Retype, word for word, every line from the one holding "pub fn get_per_page(&self)" through the one holding "pub fn get_limit(&self)" in the entries below, both included, and only those lines.

Stored data:
..........

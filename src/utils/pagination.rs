use serde::{Deserialize, Serialize};
use utoipa::ToSchema;

const DEFAULT_PER_PAGE: u32 = 20;
const MAX_PER_PAGE: u32 = 1000;

#[derive(Debug, Clone, Default, Serialize, Deserialize)]
pub struct PaginationParams {
    pub page: Option<u32>,
    pub per_page: Option<u32>,
}

#[derive(Debug, Clone, Serialize, Deserialize, ToSchema)]
pub struct PaginationInfo {
    pub current_page: u32,
    pub per_page: u32,
    pub total: u64,
    pub total_pages: u32,
}

#[derive(Debug, Serialize, Deserialize)]
pub struct PaginatedResponse<T> {
    pub items: Vec<T>,
    pub pagination: PaginationInfo,
}

impl PaginationParams {
    pub fn new(page: Option<u32>, per_page: Option<u32>) -> Self {
        Self { page, per_page }
    }

    pub fn get_page(&self) -> u32 {
        self.page.unwrap_or(1).max(1)
    }

    /// 관리자 화면은 한 번에 전체 목록을 받으므로 상한을 1000 으로 둔다
    pub fn get_per_page(&self) -> u32 {
        self.per_page.unwrap_or(DEFAULT_PER_PAGE).clamp(1, MAX_PER_PAGE)
    }

    pub fn get_offset(&self) -> u64 {
        (self.get_page() as u64 - 1) * self.get_per_page() as u64
    }

    pub fn get_limit(&self) -> u64 {
        self.get_per_page() as u64
    }
}

impl PaginationInfo {
    pub fn new(current_page: u32, per_page: u32, total: u64) -> Self {
        let total_pages = if total == 0 {
            1
        } else {
            total.div_ceil(per_page as u64) as u32
        };

        Self {
            current_page,
            per_page,
            total,
            total_pages,
        }
    }
}

impl<T> PaginatedResponse<T> {
    pub fn new(items: Vec<T>, params: &PaginationParams, total: u64) -> Self {
        let pagination = PaginationInfo::new(params.get_page(), params.get_per_page(), total);
        Self { items, pagination }
    }
}
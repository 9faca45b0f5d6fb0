use std::future::Future;

/// Outcome of a single attempt
pub enum Attempt<T> {
    Done(T),
    Retry,
}

/// Bounded retry without backoff.
///
/// `run` returns `Ok(None)` once `max_attempts` attempts all asked to retry;
/// the caller decides which terminal error that maps to. Errors from an
/// attempt abort immediately.
#[derive(Debug, Clone, Copy)]
pub struct RetryPolicy {
    pub max_attempts: u32,
}

impl RetryPolicy {
    pub const fn new(max_attempts: u32) -> Self {
        Self { max_attempts }
    }

    pub async fn run<T, E, F, Fut>(&self, mut attempt: F) -> Result<Option<T>, E>
    where
        F: FnMut(u32) -> Fut,
        Fut: Future<Output = Result<Attempt<T>, E>>,
    {
        for n in 1..=self.max_attempts {
            match attempt(n).await? {
                Attempt::Done(value) => return Ok(Some(value)),
                Attempt::Retry => {
                    log::debug!("Attempt {n}/{} asked to retry", self.max_attempts);
                }
            }
        }
        Ok(None)
    }
}
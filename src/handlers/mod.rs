pub mod admin;
pub mod banner;
pub mod claim;
pub mod participate;
pub mod prizes;

pub use admin::admin_config;

use crate::error::AppError;
use actix_web::web;

/// Public event routes plus the admin scope, mounted under `/api`
pub fn api_config(cfg: &mut web::ServiceConfig) {
    cfg.service(
        web::scope("/api")
            .app_data(web::JsonConfig::default().error_handler(|err, _req| {
                AppError::ValidationError(format!("잘못된 요청 형식입니다: {err}")).into()
            }))
            .route("/participate", web::post().to(participate::participate))
            .route("/claim", web::post().to(claim::claim))
            .route("/prizes", web::get().to(prizes::list_prizes))
            .route("/banner", web::get().to(banner::get_banner))
            .configure(admin_config),
    );
}
pub mod code_generator;
pub mod pagination;
pub mod phone;
pub mod retry;

pub use code_generator::{generate_event_code, generate_tr_id};
pub use pagination::*;
pub use phone::{mask_phone, normalize_kr_mobile};
pub use retry::{Attempt, RetryPolicy};
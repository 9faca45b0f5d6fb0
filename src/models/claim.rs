use serde::{Deserialize, Serialize};
use utoipa::ToSchema;

#[derive(Debug, Clone, Deserialize, Serialize, ToSchema)]
#[serde(rename_all = "camelCase")]
pub struct ClaimRequest {
    #[serde(default)]
    pub winner_id: String,
    /// 하이픈 등 숫자 외 문자는 제거 후 검증
    #[serde(default)]
    pub phone_number: String,
}

#[derive(Debug, Clone, PartialEq, Eq, Serialize, ToSchema)]
#[serde(rename_all = "camelCase")]
pub struct ClaimReceipt {
    pub transaction_id: String,
}

#[derive(Debug, Clone, Serialize, ToSchema)]
#[serde(rename_all = "camelCase")]
pub struct ClaimResponse {
    pub success: bool,
    pub transaction_id: String,
    pub message: String,
}

impl From<ClaimReceipt> for ClaimResponse {
    fn from(r: ClaimReceipt) -> Self {
        ClaimResponse {
            success: true,
            transaction_id: r.transaction_id,
            message: "상품이 성공적으로 발송되었습니다.".to_string(),
        }
    }
}
use chrono::{DateTime, Utc};
use sea_orm::entity::prelude::*;
use serde::{Deserialize, Serialize};

/// 경품
/// - weight: 상대 가중치, 합이 100일 필요 없음 (추첨 시 stock > 0 인 경품끼리 정규화)
/// - stock: 남은 수량, 추첨 1회당 정확히 1 감소, 0 미만 불가
/// - fulfillment_goods_code: 기프트쇼 상품코드 (발송 시 그대로 전달)
#[derive(Clone, Debug, PartialEq, DeriveEntityModel, Eq, Serialize, Deserialize)]
#[sea_orm(table_name = "prizes")]
pub struct Model {
    #[sea_orm(primary_key)]
    pub id: i64,
    pub name: String,
    pub image_url: String,
    pub stock: i64,
    pub weight: i32,
    pub fulfillment_goods_code: String,
    pub created_at: DateTime<Utc>,
    pub updated_at: DateTime<Utc>,
}

impl Model {
    /// 추첨 대상 여부: 재고가 있고 가중치가 양수
    pub fn is_drawable(&self) -> bool {
        self.stock > 0 && self.weight > 0
    }

    pub fn is_consistent(&self) -> bool {
        self.stock >= 0 && self.weight >= 0
    }
}

#[derive(Copy, Clone, Debug, EnumIter, DeriveRelation)]
pub enum Relation {
    #[sea_orm(has_many = "super::winners::Entity")]
    Winners,
}

impl Related<super::winners::Entity> for Entity {
    fn to() -> RelationDef {
        Relation::Winners.def()
    }
}

impl ActiveModelBehavior for ActiveModel {}
use actix_web::web;
use utoipa::OpenApi;
use utoipa::{
    Modify,
    openapi::security::{Http, HttpAuthScheme, SecurityScheme},
};
use utoipa_swagger_ui::SwaggerUi;

use crate::entities::ClaimStatus;
use crate::external::GoodsItem;
use crate::handlers;
use crate::models::*;
use crate::utils::PaginationInfo;

struct SecurityAddon;

impl Modify for SecurityAddon {
    fn modify(&self, openapi: &mut utoipa::openapi::OpenApi) {
        if let Some(components) = openapi.components.as_mut() {
            components.add_security_scheme(
                "bearer_auth",
                SecurityScheme::Http(Http::new(HttpAuthScheme::Bearer)),
            )
        }
    }
}

#[derive(OpenApi)]
#[openapi(
    paths(
        handlers::participate::participate,
        handlers::claim::claim,
        handlers::prizes::list_prizes,
        handlers::banner::get_banner,
        handlers::admin::list_codes,
        handlers::admin::issue_codes,
        handlers::admin::bulk_import_codes,
        handlers::admin::list_prizes,
        handlers::admin::update_prize,
        handlers::admin::list_winners,
        handlers::admin::list_giftshow_goods,
        handlers::admin::get_giftshow_goods,
        handlers::admin::get_giftshow_balance,
    ),
    components(
        schemas(
            ApiError,
            ParticipateRequest,
            ParticipateResponse,
            PrizeSummary,
            ClaimRequest,
            ClaimResponse,
            ParticipationCodeResponse,
            CodeUsageStats,
            CodeListResponse,
            IssueCodesRequest,
            IssueCodesResponse,
            BulkImportRequest,
            BulkImportResponse,
            PrizeAdminResponse,
            UpdatePrizeRequest,
            WinnerResponse,
            WinnerListResponse,
            ClaimStatus,
            PaginationInfo,
            BannerData,
            BannerResponse,
            GoodsItem,
            GiftShowGoodsListResponse,
            GiftShowGoodsResponse,
            GiftShowBalanceResponse,
        )
    ),
    modifiers(&SecurityAddon),
    tags(
        (name = "event", description = "Participation and prize claim API"),
        (name = "admin", description = "Code issuance, catalog and winner audit API"),
    ),
    info(
        title = "Random Box Event API",
        version = "1.0.0",
        description = "Random box promotion REST API documentation"
    ),
    servers(
        (url = "/api", description = "Local server")
    )
)]
pub struct ApiDoc;

pub fn swagger_config(cfg: &mut web::ServiceConfig) {
    cfg.service(
        SwaggerUi::new("/swagger-ui/{_:.*}").url("/api-docs/openapi.json", ApiDoc::openapi()),
    )
    .route(
        "/swagger-ui",
        web::get().to(|| async {
            actix_web::HttpResponse::Found()
                .append_header(("Location", "/swagger-ui/"))
                .finish()
        }),
    );
}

..........

▶ [Response box]:
    pub fn get_per_page(&self) -> u32 {
        self.per_page.unwrap_or(DEFAULT_PER_PAGE).clamp(1, MAX_PER_PAGE)
    }

    pub fn get_offset(&self) -> u64 {
        (self.get_page() as u64 - 1) * self.get_per_page() as u64
    }

    pub fn get_limit(&self) -> u64 {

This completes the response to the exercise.